(Dataset entries)
┄┄┄┄┄┄
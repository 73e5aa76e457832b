use crate::core::data::complex::Complex;
use crate::core::data::formula_params::FormulaParams;

/// Counts how many steps a recurrence seeded at `point` survives.
///
/// Implementations must return a value in `0..=max_iterations`, where
/// `max_iterations` means the point never escaped. They hold no mutable state
/// and may be called concurrently for independent pixels.
pub trait EscapeEvaluator: Send + Sync {
    fn evaluate(&self, point: Complex, max_iterations: u32, params: &FormulaParams) -> u32;

    fn display_name(&self) -> &str;
}

impl EscapeEvaluator for Box<dyn EscapeEvaluator> {
    fn evaluate(&self, point: Complex, max_iterations: u32, params: &FormulaParams) -> u32 {
        (**self).evaluate(point, max_iterations, params)
    }

    fn display_name(&self) -> &str {
        (**self).display_name()
    }
}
┄┄┄┄┄┄
- [Work request]
Where the records above contain a line with "Counts how many", repeat that line and each later line through the end, exactly, and nothing more.

- [Answer section]
/// Counts how many steps a recurrence seeded at `point` survives.
///
/// Implementations must return a value in `0..=max_iterations`, where
/// `max_iterations` means the point never escaped. They hold no mutable state
/// and may be called concurrently for independent pixels.
pub trait EscapeEvaluator: Send + Sync {
    fn evaluate(&self, point: Complex, max_iterations: u32, params: &FormulaParams) -> u32;

    fn display_name(&self) -> &str;
}

impl EscapeEvaluator for Box<dyn EscapeEvaluator> {
    fn evaluate(&self, point: Complex, max_iterations: u32, params: &FormulaParams) -> u32 {
        (**self).evaluate(point, max_iterations, params)
    }

    fn display_name(&self) -> &str {
        (**self).display_name()
    }
}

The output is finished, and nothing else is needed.